Employees work at a JD.com logistic center in Langfang, Hebei province, November 10, 2015. [Photo/Agencies] |
China's e-commerce sector is expected to continue booming in the next five years, as the government targets more efficient trade flows and lower costs in domestic markets.
The Ministry of Commerce said in its 13th Five-Year Plan on Tuesday that e-commerce transactions aim to reach 43.8 trillion yuan ($6.55 trillion) by 2020, with an annual growth rate of about 15 percent.
Total social retail sales are projected to grow 10 percent annually to hit 48 trillion yuan, among which online retailing will stand at 9.6 trillion yuan - an annual growth of 20 percent, according to the plan.

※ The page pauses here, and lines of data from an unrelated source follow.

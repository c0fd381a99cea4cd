use chrono::{DateTime, Utc};
use serde::{Deserialize, Serialize};
use sqlx::FromRow;
use uuid::Uuid;

use crate::error::{AppError, AppResult};

/// An event row as seen by one viewer: `is_rsvped` is relative to that viewer.
#[derive(Debug, Clone, FromRow, Serialize, Deserialize)]
pub struct EventModel {
    pub id: i64,
    pub title: String,
    pub description: Option<String>,
    pub start_time: DateTime<Utc>,
    pub end_time: Option<DateTime<Utc>>,
    pub venue: Option<String>,
    pub organizer_id: Option<Uuid>,
    pub organizer_name: Option<String>,
    pub tags: Vec<String>,
    pub max_attendees: Option<i32>,
    pub attendee_count: i64,
    pub is_rsvped: bool,
    pub created_at: DateTime<Utc>,
    pub updated_at: DateTime<Utc>,
}

impl EventModel {
    pub fn is_full(&self) -> bool {
        self.max_attendees
            .is_some_and(|max| self.attendee_count >= i64::from(max))
    }
}

/// The writable columns of an event.
#[derive(Debug, Clone, PartialEq)]
pub struct EventDraft {
    pub title: String,
    pub description: Option<String>,
    pub start_time: DateTime<Utc>,
    pub end_time: Option<DateTime<Utc>>,
    pub venue: Option<String>,
    pub tags: Vec<String>,
    pub max_attendees: Option<i32>,
}

impl EventDraft {
    /// Trims text, drops blank and repeated tags, then checks the row constraints.
    pub fn normalized(mut self) -> AppResult<Self> {
        self.title = self.title.trim().to_string();
        if self.title.is_empty() {
            return Err(AppError::InvalidArgument("title is required".to_string()));
        }
        self.description = blank_to_none(self.description);
        self.venue = blank_to_none(self.venue);

        let mut tags: Vec<String> = Vec::with_capacity(self.tags.len());
        for tag in self.tags.drain(..) {
            let tag = tag.trim().to_lowercase();
            if !tag.is_empty() && !tags.contains(&tag) {
                tags.push(tag);
            }
        }
        self.tags = tags;

        if let Some(end) = self.end_time {
            if end <= self.start_time {
                return Err(AppError::InvalidArgument(
                    "end_time must be after start_time".to_string(),
                ));
            }
        }
        match self.max_attendees {
            Some(max) if max < 0 => Err(AppError::InvalidArgument(
                "max_attendees cannot be negative".to_string(),
            )),
            Some(0) => Ok(Self {
                max_attendees: None,
                ..self
            }),
            _ => Ok(self),
        }
    }

    /// Overlays `changes` on this draft. Empty strings and zero clear optional fields.
    pub fn apply(self, changes: EventChanges) -> Self {
        Self {
            title: changes.title.unwrap_or(self.title),
            description: changes.description.map_or(self.description, Some),
            start_time: changes.start_time.unwrap_or(self.start_time),
            end_time: changes.end_time.unwrap_or(self.end_time),
            venue: changes.venue.map_or(self.venue, Some),
            tags: changes.tags.unwrap_or(self.tags),
            max_attendees: changes.max_attendees.map_or(self.max_attendees, Some),
        }
    }
}

impl From<&EventModel> for EventDraft {
    fn from(event: &EventModel) -> Self {
        Self {
            title: event.title.clone(),
            description: event.description.clone(),
            start_time: event.start_time,
            end_time: event.end_time,
            venue: event.venue.clone(),
            tags: event.tags.clone(),
            max_attendees: event.max_attendees,
        }
    }
}

/// Partial update; `None` leaves a field as it is.
#[derive(Debug, Clone, Default)]
pub struct EventChanges {
    pub title: Option<String>,
    pub description: Option<String>,
    pub start_time: Option<DateTime<Utc>>,
    /// `Some(None)` removes the end time.
    pub end_time: Option<Option<DateTime<Utc>>>,
    pub venue: Option<String>,
    pub tags: Option<Vec<String>>,
    pub max_attendees: Option<i32>,
}

#[derive(Debug, Clone, Default)]
pub struct EventFilter {
    pub upcoming: bool,
    pub query: Option<String>,
    pub tag: Option<String>,
    pub limit: i64,
    pub offset: i64,
}

fn blank_to_none(value: Option<String>) -> Option<String> {
    value
        .map(|v| v.trim().to_string())
        .filter(|v| !v.is_empty())
}

#[cfg(test)]
mod tests {
    use super::*;
    use chrono::Duration;

    fn draft() -> EventDraft {
        EventDraft {
            title: "  Robotics club demo ".to_string(),
            description: Some("   ".to_string()),
            start_time: Utc::now(),
            end_time: None,
            venue: Some("Main hall".to_string()),
            tags: vec!["Tech".to_string(), " tech ".to_string(), "".to_string(), "club".to_string()],
            max_attendees: Some(0),
        }
    }

    #[test]
    fn test_normalized_cleans_fields() {
        let d = draft().normalized().unwrap();
        assert_eq!(d.title, "Robotics club demo");
        assert_eq!(d.description, None);
        assert_eq!(d.tags, vec!["tech".to_string(), "club".to_string()]);
        assert_eq!(d.max_attendees, None);
    }

    #[test]
    fn test_normalized_rejects_bad_rows() {
        let mut d = draft();
        d.end_time = Some(d.start_time - Duration::hours(1));
        assert!(matches!(d.normalized(), Err(AppError::InvalidArgument(_))));

        let mut d = draft();
        d.title = " ".to_string();
        assert!(matches!(d.normalized(), Err(AppError::InvalidArgument(_))));

        let mut d = draft();
        d.max_attendees = Some(-3);
        assert!(matches!(d.normalized(), Err(AppError::InvalidArgument(_))));
    }

    #[test]
    fn test_apply_changes() {
        let base = draft().normalized().unwrap();
        let later = base.start_time + Duration::hours(2);
        let updated = base
            .clone()
            .apply(EventChanges {
                venue: Some(String::new()),
                end_time: Some(Some(later)),
                max_attendees: Some(40),
                ..Default::default()
            })
            .normalized()
            .unwrap();
        assert_eq!(updated.title, base.title);
        assert_eq!(updated.venue, None);
        assert_eq!(updated.end_time, Some(later));
        assert_eq!(updated.max_attendees, Some(40));

        let cleared = updated
            .apply(EventChanges {
                end_time: Some(None),
                max_attendees: Some(0),
                ..Default::default()
            })
            .normalized()
            .unwrap();
        assert_eq!(cleared.end_time, None);
        assert_eq!(cleared.max_attendees, None);
    }

    #[test]
    fn test_is_full() {
        let now = Utc::now();
        let mut event = EventModel {
            id: 1,
            title: "Talk".to_string(),
            description: None,
            start_time: now,
            end_time: None,
            venue: None,
            organizer_id: None,
            organizer_name: None,
            tags: vec![],
            max_attendees: Some(2),
            attendee_count: 1,
            is_rsvped: false,
            created_at: now,
            updated_at: now,
        };
        assert!(!event.is_full());
        event.attendee_count = 2;
        assert!(event.is_full());
        event.max_attendees = None;
        assert!(!event.is_full());
    }
}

The e-commerce sector witnessed explosive growth in the past few years, driven mainly by rapid logistics development and online shopping spree underpinned by mobile Internet technologies.
In 2015, value of e-commerce transactions stood at 16.4 trillion yuan, up 22.7 percent from a year earlier, nearly tripling that of five years ago, according to a recent report released by Beijing-based iResearch Consulting Group.
Business-to-business, online shopping and online travels are the top three segments to bolster the swelling industry, said the report.
Meanwhile, retail sales via mobile internet increased 123.8 percent year-on-year to reach 2.1 trillion yuan, accounting for 55.5 percent of the total online retailing in the same period.
Internet users hit 688 million as of December last year, with a penetration rate of 50.3 percent across the country, among which 90.1 percent access internet via mobile devices, according to an earlier report by China Internet Network Information Center.